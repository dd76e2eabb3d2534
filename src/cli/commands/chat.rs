//! Interactive question session.
//!
//! Each question is answered independently against the index; there is no
//! conversation history.

use crate::cli::preflight::{self, Operation};
use crate::cli::Output;
use crate::config::Settings;
use crate::orchestrator::Orchestrator;
use anyhow::Result;
use console::style;
use std::io::{self, BufRead, Write};

/// Run the interactive chat command.
pub async fn run_chat(model: Option<String>, mut settings: Settings) -> Result<()> {
    if let Err(e) = preflight::check(Operation::Ask) {
        Output::error(&format!("{}", e));
        return Err(e.into());
    }

    if let Some(model) = model {
        settings.rag.model = model;
    }

    let orchestrator = Orchestrator::new(settings)?;

    println!("\n{}", style("Replikk").bold().cyan());
    println!(
        "{}\n",
        style("Ask questions about the indexed season, or 'exit' to quit.").dim()
    );

    let stdin = io::stdin();
    let mut stdout = io::stdout();

    loop {
        print!("{} ", style("You:").green().bold());
        stdout.flush()?;

        let mut input = String::new();
        if stdin.lock().read_line(&mut input)? == 0 {
            break;
        }

        let input = input.trim();

        if input.is_empty() {
            continue;
        }

        if input.eq_ignore_ascii_case("exit") || input.eq_ignore_ascii_case("quit") {
            Output::info("Goodbye!");
            break;
        }

        if input.eq_ignore_ascii_case("help") {
            Output::info("Type a question about the season. Commands: 'help', 'exit'.");
            continue;
        }

        let spinner = Output::spinner("Thinking...");
        match orchestrator.ask(input, None).await {
            Ok(answer) => {
                spinner.finish_and_clear();
                println!(
                    "\n{} {}\n",
                    style("Replikk:").cyan().bold(),
                    answer.format_for_display()
                );
            }
            Err(e) => {
                spinner.finish_and_clear();
                Output::error(&format!("Error: {}", e));
            }
        }
    }

    Ok(())
}
//! Index building: embed chunks and persist them to the vector store.
//!
//! Builds run in one of two modes: a full rebuild drops the store and
//! re-indexes everything, an incremental build only indexes chunk ids not
//! already present. Each batch is embedded and committed as a single
//! transaction, so an interrupted build never leaves half-written entries;
//! committed batches survive a later failure.

use crate::chunking::Chunk;
use crate::embedding::Embedder;
use crate::error::{ReplikkError, Result};
use crate::vector_store::{ChunkRecord, IndexMeta, VectorStore};
use std::sync::Arc;
use std::time::Duration;
use tracing::{info, instrument, warn};

/// How the indexer treats existing store contents.
#[derive(Debug, Clone, Copy, PartialEq, Eq)]
pub enum IndexMode {
    /// Drop everything and re-index from scratch.
    Rebuild,
    /// Add only chunks whose ids are not yet in the store.
    Incremental,
}

/// Outcome of an index build.
#[derive(Debug, Clone, PartialEq, Eq)]
pub struct IndexReport {
    /// Chunks offered to the indexer.
    pub chunks_total: usize,
    /// Chunks embedded and committed by this build.
    pub chunks_indexed: usize,
    /// Chunks skipped because they were already present.
    pub chunks_skipped: usize,
}

/// Builds the vector index from chunked subtitles.
pub struct Indexer {
    store: Arc<dyn VectorStore>,
    embedder: Arc<dyn Embedder>,
    batch_size: usize,
    max_attempts: u32,
    backoff_base: Duration,
}

impl Indexer {
    pub fn new(store: Arc<dyn VectorStore>, embedder: Arc<dyn Embedder>) -> Self {
        Self {
            store,
            embedder,
            batch_size: 64,
            max_attempts: 3,
            backoff_base: Duration::from_millis(250),
        }
    }

    /// Set the number of chunks embedded and committed per transaction.
    pub fn with_batch_size(mut self, batch_size: usize) -> Self {
        self.batch_size = batch_size.max(1);
        self
    }

    /// Set the retry budget for embedding calls.
    pub fn with_retries(mut self, max_attempts: u32, backoff_base: Duration) -> Self {
        self.max_attempts = max_attempts.max(1);
        self.backoff_base = backoff_base;
        self
    }

    /// Build the index from the given chunks.
    #[instrument(skip(self, chunks), fields(total = chunks.len(), ?mode))]
    pub async fn build(&self, chunks: Vec<Chunk>, mode: IndexMode) -> Result<IndexReport> {
        let chunks_total = chunks.len();

        match mode {
            IndexMode::Rebuild => {
                let removed = self.store.clear().await?;
                if removed > 0 {
                    info!("Rebuild: dropped {} existing chunks", removed);
                }
            }
            IndexMode::Incremental => self.check_embedding_space().await?,
        }

        self.store
            .set_index_meta(&IndexMeta {
                embedding_model: self.embedder.model_id().to_string(),
                dimensions: self.embedder.dimensions(),
            })
            .await?;

        // In incremental mode, filter out chunks that are already indexed.
        let mut pending = Vec::with_capacity(chunks.len());
        let mut chunks_skipped = 0;
        for chunk in chunks {
            if mode == IndexMode::Incremental && self.store.contains(&chunk.chunk_id).await? {
                chunks_skipped += 1;
            } else {
                pending.push(chunk);
            }
        }

        let mut chunks_indexed = 0;
        for batch in pending.chunks(self.batch_size) {
            let texts: Vec<String> = batch.iter().map(|c| c.text.clone()).collect();
            let embeddings = self.embed_with_retry(&texts, batch).await?;

            let records: Vec<ChunkRecord> = batch
                .iter()
                .cloned()
                .zip(embeddings)
                .map(|(chunk, embedding)| ChunkRecord::new(chunk, embedding))
                .collect();

            chunks_indexed += self.store.upsert_batch(&records).await?;
        }

        info!(
            "Index build complete: {} indexed, {} skipped, {} total",
            chunks_indexed, chunks_skipped, chunks_total
        );

        Ok(IndexReport {
            chunks_total,
            chunks_indexed,
            chunks_skipped,
        })
    }

    /// Refuse to mix embedding spaces: an incremental build must use the
    /// same model the existing index was built with.
    async fn check_embedding_space(&self) -> Result<()> {
        if let Some(meta) = self.store.index_meta().await? {
            if meta.embedding_model != self.embedder.model_id()
                || meta.dimensions != self.embedder.dimensions()
            {
                return Err(ReplikkError::Config(format!(
                    "Index was built with embedding model '{}' ({} dims) but the configured \
                     model is '{}' ({} dims). Run a full rebuild instead.",
                    meta.embedding_model,
                    meta.dimensions,
                    self.embedder.model_id(),
                    self.embedder.dimensions()
                )));
            }
        }
        Ok(())
    }

    /// Embed one batch, retrying transient failures with exponential backoff.
    ///
    /// After the retry budget is exhausted the build aborts; the error names
    /// the chunk ids that were not indexed. Batches committed before this
    /// point remain in the store.
    async fn embed_with_retry(&self, texts: &[String], batch: &[Chunk]) -> Result<Vec<Vec<f32>>> {
        let mut last_error = None;

        for attempt in 1..=self.max_attempts {
            match self.embedder.embed_batch(texts).await {
                Ok(embeddings) => return Ok(embeddings),
                Err(e) => {
                    warn!(
                        "Embedding attempt {}/{} failed: {}",
                        attempt, self.max_attempts, e
                    );
                    last_error = Some(e);
                    if attempt < self.max_attempts {
                        tokio::time::sleep(self.backoff_base * 2u32.pow(attempt - 1)).await;
                    }
                }
            }
        }

        let failed_ids: Vec<&str> = batch.iter().map(|c| c.chunk_id.as_str()).collect();
        Err(ReplikkError::Embedding(format!(
            "Giving up after {} attempts ({}); failed chunk_ids: [{}]",
            self.max_attempts,
            last_error.map(|e| e.to_string()).unwrap_or_default(),
            failed_ids.join(", ")
        )))
    }
}

#[cfg(test)]
mod tests {
    use super::*;
    use crate::subtitles::{DialogueLine, EpisodeId};
    use crate::vector_store::MemoryVectorStore;
    use async_trait::async_trait;
    use std::sync::atomic::{AtomicU32, Ordering};

    /// Deterministic embedder test double; optionally fails the first N calls.
    struct StubEmbedder {
        calls: AtomicU32,
        fail_first: u32,
    }

    impl StubEmbedder {
        fn new() -> Self {
            Self {
                calls: AtomicU32::new(0),
                fail_first: 0,
            }
        }

        fn failing(fail_first: u32) -> Self {
            Self {
                calls: AtomicU32::new(0),
                fail_first,
            }
        }

        fn embedding_for(text: &str) -> Vec<f32> {
            let sum: u32 = text.bytes().map(u32::from).sum();
            vec![(sum % 97) as f32, (text.len() % 11) as f32, 1.0]
        }
    }

    #[async_trait]
    impl Embedder for StubEmbedder {
        async fn embed(&self, text: &str) -> crate::error::Result<Vec<f32>> {
            let all = self.embed_batch(&[text.to_string()]).await?;
            Ok(all.into_iter().next().unwrap())
        }

        async fn embed_batch(&self, texts: &[String]) -> crate::error::Result<Vec<Vec<f32>>> {
            let call = self.calls.fetch_add(1, Ordering::SeqCst);
            if call < self.fail_first {
                return Err(ReplikkError::Embedding("backend unavailable".to_string()));
            }
            Ok(texts.iter().map(|t| Self::embedding_for(t)).collect())
        }

        fn dimensions(&self) -> usize {
            3
        }

        fn model_id(&self) -> &str {
            "stub-embed-1"
        }
    }

    fn sample_chunks(episode: u32, count: usize) -> Vec<Chunk> {
        let id = EpisodeId::new(1, episode);
        (0..count)
            .map(|i| {
                let lines = vec![DialogueLine {
                    season: 1,
                    episode,
                    line_index: i,
                    text: format!("S01E{:02} dialogue {}", episode, i),
                }];
                crate::chunking::chunk_episode(
                    id,
                    &lines,
                    &crate::chunking::ChunkingConfig {
                        window_lines: 1,
                        overlap_lines: 0,
                    },
                )
                .unwrap()
                .into_iter()
                .next()
                .unwrap()
            })
            .collect()
    }

    fn indexer(store: Arc<dyn VectorStore>, embedder: Arc<dyn Embedder>) -> Indexer {
        Indexer::new(store, embedder).with_retries(2, Duration::from_millis(1))
    }

    #[tokio::test]
    async fn test_rebuild_then_incremental_is_noop() {
        let store = Arc::new(MemoryVectorStore::new());
        let embedder = Arc::new(StubEmbedder::new());
        let indexer = indexer(store.clone(), embedder);

        let chunks = sample_chunks(1, 5);

        let report = indexer
            .build(chunks.clone(), IndexMode::Rebuild)
            .await
            .unwrap();
        assert_eq!(report.chunks_indexed, 5);
        assert_eq!(store.chunk_count().await.unwrap(), 5);

        // Same input again: everything is already present.
        let report = indexer.build(chunks, IndexMode::Incremental).await.unwrap();
        assert_eq!(report.chunks_indexed, 0);
        assert_eq!(report.chunks_skipped, 5);
        assert_eq!(store.chunk_count().await.unwrap(), 5);
    }

    #[tokio::test]
    async fn test_incremental_adds_only_new_chunks() {
        let store = Arc::new(MemoryVectorStore::new());
        let embedder = Arc::new(StubEmbedder::new());
        let indexer = indexer(store.clone(), embedder);

        indexer
            .build(sample_chunks(1, 3), IndexMode::Rebuild)
            .await
            .unwrap();

        let mut all = sample_chunks(1, 3);
        all.extend(sample_chunks(2, 2));

        let report = indexer.build(all, IndexMode::Incremental).await.unwrap();
        assert_eq!(report.chunks_indexed, 2);
        assert_eq!(report.chunks_skipped, 3);
        assert_eq!(store.chunk_count().await.unwrap(), 5);
    }

    #[tokio::test]
    async fn test_rebuild_drops_previous_contents() {
        let store = Arc::new(MemoryVectorStore::new());
        let embedder = Arc::new(StubEmbedder::new());
        let indexer = indexer(store.clone(), embedder);

        indexer
            .build(sample_chunks(1, 4), IndexMode::Rebuild)
            .await
            .unwrap();
        indexer
            .build(sample_chunks(2, 2), IndexMode::Rebuild)
            .await
            .unwrap();

        assert_eq!(store.chunk_count().await.unwrap(), 2);
    }

    #[tokio::test]
    async fn test_retry_recovers_from_transient_failure() {
        let store = Arc::new(MemoryVectorStore::new());
        // First call fails, retry succeeds.
        let embedder = Arc::new(StubEmbedder::failing(1));
        let indexer = indexer(store.clone(), embedder);

        let report = indexer
            .build(sample_chunks(1, 2), IndexMode::Rebuild)
            .await
            .unwrap();
        assert_eq!(report.chunks_indexed, 2);
    }

    #[tokio::test]
    async fn test_persistent_failure_reports_chunk_ids_and_keeps_committed_batches() {
        let store = Arc::new(MemoryVectorStore::new());
        // First batch succeeds, every later call fails.
        let embedder = Arc::new(StubEmbedder::failing(0));
        let chunks = sample_chunks(1, 4);
        let second_batch_ids: Vec<String> =
            chunks[2..].iter().map(|c| c.chunk_id.clone()).collect();

        // Force two batches, and make the embedder fail from the second call on.
        let flaky = Arc::new(FailAfter {
            inner: embedder,
            succeed_calls: 1,
        });
        let indexer = Indexer::new(store.clone(), flaky)
            .with_batch_size(2)
            .with_retries(2, Duration::from_millis(1));

        let err = indexer.build(chunks, IndexMode::Rebuild).await.unwrap_err();

        match err {
            ReplikkError::Embedding(msg) => {
                for id in &second_batch_ids {
                    assert!(msg.contains(id), "error should name failed chunk {}", id);
                }
            }
            other => panic!("expected Embedding error, got {:?}", other),
        }

        // The first committed batch is intact.
        assert_eq!(store.chunk_count().await.unwrap(), 2);
    }

    #[tokio::test]
    async fn test_incremental_rejects_mismatched_embedding_model() {
        let store = Arc::new(MemoryVectorStore::new());
        store
            .set_index_meta(&IndexMeta {
                embedding_model: "some-other-model".to_string(),
                dimensions: 3,
            })
            .await
            .unwrap();

        let embedder = Arc::new(StubEmbedder::new());
        let indexer = indexer(store, embedder);

        let err = indexer
            .build(sample_chunks(1, 1), IndexMode::Incremental)
            .await
            .unwrap_err();
        assert!(matches!(err, ReplikkError::Config(_)));
    }

    /// Wraps an embedder and fails every call after the first N.
    struct FailAfter {
        inner: Arc<StubEmbedder>,
        succeed_calls: u32,
    }

    #[async_trait]
    impl Embedder for FailAfter {
        async fn embed(&self, text: &str) -> crate::error::Result<Vec<f32>> {
            let all = self.embed_batch(&[text.to_string()]).await?;
            Ok(all.into_iter().next().unwrap())
        }

        async fn embed_batch(&self, texts: &[String]) -> crate::error::Result<Vec<Vec<f32>>> {
            let call = self.inner.calls.fetch_add(1, Ordering::SeqCst);
            if call >= self.succeed_calls {
                return Err(ReplikkError::Embedding("quota exceeded".to_string()));
            }
            Ok(texts
                .iter()
                .map(|t| StubEmbedder::embedding_for(t))
                .collect())
        }

        fn dimensions(&self) -> usize {
            3
        }

        fn model_id(&self) -> &str {
            "stub-embed-1"
        }
    }
}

####

The answer must be every line of the data that contains the word "stdin".

    let stdin = io::stdin();
        if stdin.lock().read_line(&mut input)? == 0 {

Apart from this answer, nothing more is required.